I can’t believe it has taken me so long to put into words my birth experience. Just like that, the months have flown by. It has been five months since my beautiful little man arrived into this world and there are no words that can explain the love I have for him. It’s a feeling that I have never felt for anyone before and thinking about him stirs up emotions I didn’t even know existed before he was born (that’s not to say, it’s all been rosy. These last months have been so hard, but also the most rewarding, but more on this in a later blog post). Aston arrived at 6:50 am on Friday the 27th of November, weighing in at eight pounds nine ounces (just under four kilos) and measuring fifty-two cm’s long with a whopping big head. Believe it or not, he came bang on his due date, which we were told is quite unusual.
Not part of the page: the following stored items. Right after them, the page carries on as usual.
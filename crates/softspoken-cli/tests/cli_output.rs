//! Integration tests for the `softspoken` binary.
//!
//! stdout is a pipe under test, so spinners take the non-animated path and
//! print their message once, with the done text, when they stop.

mod common;

use predicates::prelude::*;

use common::softspoken_cmd;

// ============================================================================
// Plain output
// ============================================================================

#[test]
fn test_version_includes_git_hash() {
    softspoken_cmd()
        .arg("--version")
        .assert()
        .success()
        .stdout(predicate::str::contains(env!("CARGO_PKG_VERSION")))
        .stdout(predicate::str::contains("("));
}

#[test]
fn test_log_is_indented() {
    softspoken_cmd()
        .args(["log", "hello", "world"])
        .assert()
        .success()
        .stdout("    hello world\n");
}

#[test]
fn test_log_as_caption() {
    softspoken_cmd()
        .args(["log", "--as", "caption", "Summary"])
        .assert()
        .success()
        .stdout("\n    Summary\n");
}

#[test]
fn test_indent_flag() {
    softspoken_cmd()
        .args(["--indent", "2", "log", "hi"])
        .assert()
        .success()
        .stdout("  hi\n");
}

#[test]
fn test_long_log_wraps() {
    // 60 - 4 - 4 = 52 columns of text.
    let words = "word ".repeat(20);
    let output = softspoken_cmd()
        .args(["log", words.trim()])
        .output()
        .unwrap();
    let stdout = String::from_utf8(output.stdout).unwrap();
    assert!(stdout.lines().count() > 1);
    assert!(stdout.lines().all(|l| l.len() <= 56 && l.starts_with("    word")));
}

#[test]
fn test_props_align() {
    softspoken_cmd()
        .args(["props", "a=1", "bb=2"])
        .assert()
        .success()
        .stdout("    a  1\n    bb 2\n");
}

#[test]
fn test_props_rejects_missing_equals() {
    softspoken_cmd()
        .args(["props", "novalue"])
        .assert()
        .failure()
        .stderr(predicate::str::contains("[error]"))
        .stderr(predicate::str::contains("KEY=VALUE"));
}

#[test]
fn test_define() {
    softspoken_cmd()
        .args(["define", "term", "meaning"])
        .assert()
        .success()
        .stdout("    term\n        meaning\n");
}

#[test]
fn test_list_with_bullet() {
    softspoken_cmd()
        .args(["list", "--bullet", "-", "one", "two"])
        .assert()
        .success()
        .stdout("    - one\n    - two\n");
}

#[test]
fn test_table() {
    softspoken_cmd()
        .args(["table", "--header", "NAME,AGE", "ann,31", "bob,4"])
        .assert()
        .success()
        .stdout("    NAME  AGE\n    ann   31\n    bob   4\n");
}

#[test]
fn test_table_boxed_glyphs() {
    softspoken_cmd()
        .args(["--table-glyphs", "boxed"])
        .args(["table", "--expanded", "--header", "NAME,AGE", "ann,31", "bob,4"])
        .assert()
        .success()
        .stdout(concat!(
            "    ╔════╤═══╗\n",
            "    ║NAME│AGE║\n",
            "    ╟────┼───╢\n",
            "    ║ann │31 ║\n",
            "    ╟────┼───╢\n",
            "    ║bob │4  ║\n",
            "    ╚════╧═══╝\n",
        ));
}

#[test]
fn test_table_glyphs_rejects_unknown_set() {
    softspoken_cmd()
        .env("SOFTSPOKEN_TABLE_GLYPHS", "rounded")
        .args(["table", "--header", "A", "x"])
        .assert()
        .failure()
        .stderr(predicate::str::contains("plain, rules, boxed"));
}

#[test]
fn test_inspect() {
    softspoken_cmd()
        .args(["inspect", r#"{"a": [1, 2]}"#])
        .assert()
        .success()
        .stdout("    { a: [ 1, 2 ] }\n");
}

#[test]
fn test_inspect_rejects_bad_json() {
    softspoken_cmd()
        .args(["inspect", "{nope"])
        .assert()
        .failure()
        .stderr(predicate::str::contains("not valid JSON"))
        .stderr(predicate::str::contains("Cause:"));
}

// ============================================================================
// Spinners
// ============================================================================

#[test]
fn test_spin_without_terminal() {
    softspoken_cmd()
        .args(["spin", "--millis", "10", "--done", "finished", "Working"])
        .assert()
        .success()
        .stdout("    Working finished\n");
}

#[test]
fn test_spin_reports_elapsed() {
    softspoken_cmd()
        .args(["spin", "--millis", "20", "Working"])
        .assert()
        .success()
        .stdout(predicate::str::starts_with("    Working ("))
        .stdout(predicate::str::ends_with(")\n"));
}

#[test]
fn test_demo_runs() {
    softspoken_cmd()
        .arg("demo")
        .assert()
        .success()
        .stdout(predicate::str::contains("Properties"))
        .stdout(predicate::str::contains("softspoken-core"))
        .stdout(predicate::str::contains("Downloading ("))
        .stdout(predicate::str::contains("Unpacking ("));
}

// ============================================================================
// Configuration errors
// ============================================================================

#[test]
fn test_zero_width_is_rejected() {
    softspoken_cmd()
        .args(["--width", "0", "log", "x"])
        .assert()
        .failure()
        .stderr(predicate::str::contains("width"));
}

#[test]
fn test_unknown_theme_style_is_rejected() {
    softspoken_cmd()
        .args(["--theme", r#"{"error": "sparkly"}"#, "log", "x"])
        .assert()
        .failure()
        .stderr(predicate::str::contains("sparkly"));
}

#[test]
fn test_env_sets_driver() {
    softspoken_cmd()
        .env("SOFTSPOKEN_DRIVER", "wheel")
        .args(["log", "x"])
        .assert()
        .failure()
        .stderr(predicate::str::contains("wheel"));
}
The few days before he came I had a feeling I would go at any moment. Yes, my due date was looming, but that wasn’t the reason I thought I was close. I was cramping more often than usual, and my stomach was hardening a lot which was unusual. Those Braxton Hicks contractions were striking more often, but they felt different to the ones I felt earlier in my pregnancy. The cramping went all the way down to my groin area, and Aston was much more active.
By this stage, I was so eager for him to come. I was so excited to meet him, but I was also so bloody uncomfortable. Those last weeks are hard. I was so swollen, and the simple task of standing up would take my breath away. Aston was low and engaged for the last four weeks of my pregnancy, so much so that my OB initially thought I would come weeks early but Aston decided to hang in that low position. I could feel his head bounce from side to side down when I walked (pleasant I know) for the last month.
On Wednesday night, I was certain I was going into labour. I couldn’t sleep a wink, and my pain was intense with strong Braxton Hick
I was up and down going to the toilet every twenty minutes. Every time I thought I would look down and see my mucus plug.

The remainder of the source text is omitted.